That this is the explanation is confirmed (1) by the retention of these exceptions in the case of shares, &c., where the prohibition is on the vendor or disponor; (2) by the circumstance that the Treasurer's consent is required before the "acquisition," and although a will operates on death eo instanti to impart a beneficial interest and prior consent is out of the question; (3) by the references to proposed transactions in all the provisions for obtaining consent (sub-regs. (4) and (6)); (4) by the inclusion in the same amending statutory rule of a new reg. 8, which provided that nothing in the Part should prevent (d) the vesting in the personal representative of a deceased person, in his capacity as such, of any property or any interest in any property, and (e) any transaction which vests any property, or any interest in property, in any trustee of the deceased person.

I am therefore of opinion that the Regulations do not cover the testamentary creation of interests.

It almost necessarily follows that they are not meant to penalize the exercise or enjoyment of the rights or interests given. There are no expressions in reg. 6 apt to cover the giving by the appellant of the notices of his election, and it was not, in my opinion, a contravention of the Regulations. I am therefore of opinion that the appeal should be allowed.

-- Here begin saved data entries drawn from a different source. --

use std::cmp::Ordering;
use std::sync::Arc;

use parking_lot::Mutex;

use crate::order::{Comparator, NaturalOrder};
use crate::set::node::{Link, LinkGuard, Node};

///
/// Concurrent sorted set over a singly linked chain with per-node locks and
/// hand-over-hand (lock-coupling) traversal.
///
// Chain structure (sorted ascending under the comparator):
//
// ┌──────┐    ┌──────┐    ┌──────┐    ┌──────┐
// │ HEAD │───►│  10  │───►│  20  │───►│ None │
// │(lock)│    │(lock)│    │(lock)│    │      │
// └──────┘    └──────┘    └──────┘    └──────┘
//
// Every arrow is a `Link` behind its own mutex: HEAD's lock guards the edge
// to 10, node 10's lock guards the edge to 20, and so on. HEAD is the
// sentinel — it carries no value and is exempt from comparison.
//
// INVARIANTS:
// 1. The chain is strictly increasing under the comparator; no duplicates.
// 2. Every read or write of a link used for traversal or mutation happens
//    under that link's lock.
// 3. Locks are only ever acquired in chain order (HEAD → tail). A thread
//    never acquires a lock behind one it already holds, so no wait cycle
//    can form.
// 4. At most two adjacent locks are held at any instant: the current link
//    and, during a handoff or a mutation, its successor.
// 5. A node is unlinked only by a thread holding both the predecessor's and
//    the node's own lock, and reclaimed only after the unlink.
//
// Invariant 3 is the deadlock-freedom argument; invariant 2 is why no
// traversal can cross a half-updated segment. Threads on disjoint segments
// of the chain never contend.
//
pub struct CoupledSet<T, C = NaturalOrder> {
    /// The sentinel: the first link of the chain plus the lock guarding it.
    head: Arc<Mutex<Link<T>>>,
    order: C,
}

/// Where a probe for a key ended up, with the locks still held.
///
/// The guards inside keep the segment pinned: whatever the caller does next
/// — give up, splice a node in, or unlink one — happens before any other
/// thread can touch these links.
enum Probe<T> {
    /// Key absent. The guard holds the link where the key would be spliced
    /// in: either the terminal link, or the edge pointing at the first
    /// strictly greater node.
    Vacant(LinkGuard<T>),
    /// Key present at `node`; `pred` is the locked link pointing at it.
    Occupied {
        pred: LinkGuard<T>,
        node: Arc<Node<T>>,
    },
}

impl<T: Ord> CoupledSet<T> {
    /// Create an empty set ordered by `T`'s natural order.
    pub fn new() -> Self {
        Self::with_order(NaturalOrder)
    }
}

impl<T: Ord> Default for CoupledSet<T> {
    fn default() -> Self {
        Self::new()
    }
}

impl<T, C> CoupledSet<T, C>
where
    C: Comparator<T>,
{
    /// Create an empty set ordered by the given comparator.
    ///
    /// The comparator must be a pure total order; `Ordering::Equal` defines
    /// which values count as the same key. It is the only code the set ever
    /// calls back into.
    pub fn with_order(order: C) -> Self {
        CoupledSet {
            head: Arc::new(Mutex::new(None)),
            order,
        }
    }

    /// The positioning primitive every operation is built on.
    ///
    /// Walks the chain from the head lock, comparing each successor against
    /// `key` while holding the lock on the edge that leads to it. Advancing
    /// is hand-over-hand: the successor's lock is acquired first, then the
    /// current one is released by the guard handoff. At most two adjacent
    /// locks are held at any instant, and the returned guards are live —
    /// releasing them is the caller's (implicit, scope-driven) job.
    fn probe(&self, key: &T) -> Probe<T> {
        let mut pred = self.head.lock_arc();
        loop {
            let succ = match &*pred {
                // Terminal link: the key belongs here. On the very first
                // iteration this is the empty-set case, detected before any
                // comparison is attempted.
                None => return Probe::Vacant(pred),
                Some(node) => Arc::clone(node),
            };

            match self.order.compare(&succ.value, key) {
                Ordering::Less => {
                    // Couple: take the successor's lock before letting go
                    // of the one we hold.
                    let next = succ.lock_next();
                    pred = next;
                }
                Ordering::Equal => return Probe::Occupied { pred, node: succ },
                Ordering::Greater => return Probe::Vacant(pred),
            }
        }
    }

    /// Whether a value equal to `key` (under the comparator) is present.
    ///
    /// Read-only: no allocation, no mutation, every lock acquired on the way
    /// is released by the time this returns. O(n) in the current size.
    pub fn contains(&self, key: &T) -> bool {
        matches!(self.probe(key), Probe::Occupied { .. })
    }

    /// Insert `value` at its sorted position.
    ///
    /// Returns `true` if it was inserted, `false` if a value with the same
    /// key was already present (the set keeps at most one value per key).
    /// The new node is fully built — successor link included — before the
    /// single store that makes it reachable, so concurrent traversals never
    /// see it half-linked.
    pub fn insert(&self, value: T) -> bool {
        match self.probe(&value) {
            Probe::Occupied { .. } => {
                tracing::trace!("insert rejected: key already present");
                false
            }
            Probe::Vacant(mut pred) => {
                let succ = pred.take();
                *pred = Some(Node::new(value, succ));
                tracing::trace!("insert linked a new node");
                true
            }
        }
    }

    /// Remove the value equal to `key`, if present.
    ///
    /// Returns `true` if a value was removed, `false` if the key was absent.
    ///
    /// The unlink happens while both the predecessor's and the victim's
    /// locks are held; teardown then follows the strict order: victim's lock
    /// released, victim reclaimed, predecessor's lock released. No thread
    /// can observe the predecessor pointing at a reclaimed node — reaching
    /// the victim requires the predecessor's lock, and the node's memory
    /// lives as long as any handle to it does.
    pub fn remove(&self, key: &T) -> bool {
        match self.probe(key) {
            Probe::Vacant(_) => {
                tracing::trace!("remove found nothing");
                false
            }
            Probe::Occupied { mut pred, node } => {
                // Forward acquisition: the victim is after `pred` in chain
                // order.
                let mut victim = node.lock_next();
                // The unlink is one ownership transfer: the victim's
                // successor moves into the predecessor's link, and the
                // chain's handle to the victim is dropped by the same store.
                *pred = victim.take();
                drop(victim);
                drop(node);
                drop(pred);
                tracing::trace!("remove unlinked a node");
                true
            }
        }
    }

    /// Run `f` against the stored value equal to `key`, while the probe's
    /// locks pin it in place. Returns `None` if the key is absent.
    pub fn find_and_apply<F, R>(&self, key: &T, f: F) -> Option<R>
    where
        F: FnOnce(&T) -> R,
    {
        match self.probe(key) {
            Probe::Vacant(_) => None,
            Probe::Occupied { node, .. } => Some(f(&node.value)),
        }
    }

    /// Whether the set is empty.
    pub fn is_empty(&self) -> bool {
        self.head.lock().is_none()
    }

    /// Number of values currently in the set. O(n): walks the whole chain
    /// hand-over-hand.
    pub fn len(&self) -> usize {
        let mut count = 0;
        self.walk(|_| count += 1);
        count
    }

    /// Snapshot of the chain in sorted order.
    ///
    /// This is the observation primitive the sorted-invariant tests are
    /// built on; the set deliberately exposes no iterator. The snapshot is
    /// consistent per segment: concurrent writers may add or remove keys
    /// ahead of the walk, but can never show it an inversion.
    pub fn to_vec(&self) -> Vec<T>
    where
        T: Clone,
    {
        let mut out = Vec::new();
        self.walk(|value| out.push(value.clone()));
        out
    }

    /// Hand-over-hand walk of the whole chain, applying `f` to each value
    /// under the lock of the edge that leads to it.
    fn walk<F>(&self, mut f: F)
    where
        F: FnMut(&T),
    {
        let mut curr = self.head.lock_arc();
        loop {
            let succ = match &*curr {
                None => return,
                Some(node) => Arc::clone(node),
            };
            f(&succ.value);
            let next = succ.lock_next();
            curr = next;
        }
    }
}

impl<T, C> Drop for CoupledSet<T, C> {
    fn drop(&mut self) {
        // Detach the chain link by link. Letting the Arcs cascade would
        // recurse once per node and overflow the stack on a long chain.
        let mut link = self.head.lock().take();
        while let Some(node) = link {
            link = node.take_next();
        }
    }
}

This originating summons was removed into the High Court by the operation of s. 38A and s. 40A of the Judiciary Act 1903-1940 . It had come before Gavan Duffy J. in the Supreme Court and he had adopted views which brought the case within the application of the Regulations and at the same time left the now appellant without the benefit of reg. 10. That meant that his Honour was necessarily confronted with the question whether the Regulations were valid or invalid, a question involving directly or indirectly a question as to the limits inter se of the constitutional powers of the Commonwealth and of the States. Upon the narrowest view that has been taken of the application of the words "involving," in s. 38A, and "there arises," in s. 40A, the consequence was that the "cause" or "matter" fell within those provisions and was removed into this Court: See and compare In re Drew [52]; R. v. Maryborough Licensing Court [53]; George Hudson Ltd. v. Australian Timber Workers' Union [54]; Pirrie v. McFarlane [55]; Ex parte Walsh and Johnson; Re Yates [56]; Commonwealth v. Kreglinger & Fernau Ltd. [57]; James v. South Australia [58]; R. v. Gates; Ex parte Maling [59]; R. v. Carter; Ex parte Kisch [60]; Ffrost v. Stevenson [61]; Hopper v. Egg & Egg Pulp Marketing Board [62]; Joyce v. Australian United Steam Navigation Co. Ltd. [63]; R. v. Bevan; Ex parte Elias and Gordon [64]. But once the "cause" is lawfully removed here, then the determination of the cause lies within the jurisdiction of this Court, which, unless it exercises the power conferred by s. 42 or exercises its discretion to remit the whole or any part of it, may dispose of the matters in controversy and give what judgment and make what order appears right upon the facts and the law.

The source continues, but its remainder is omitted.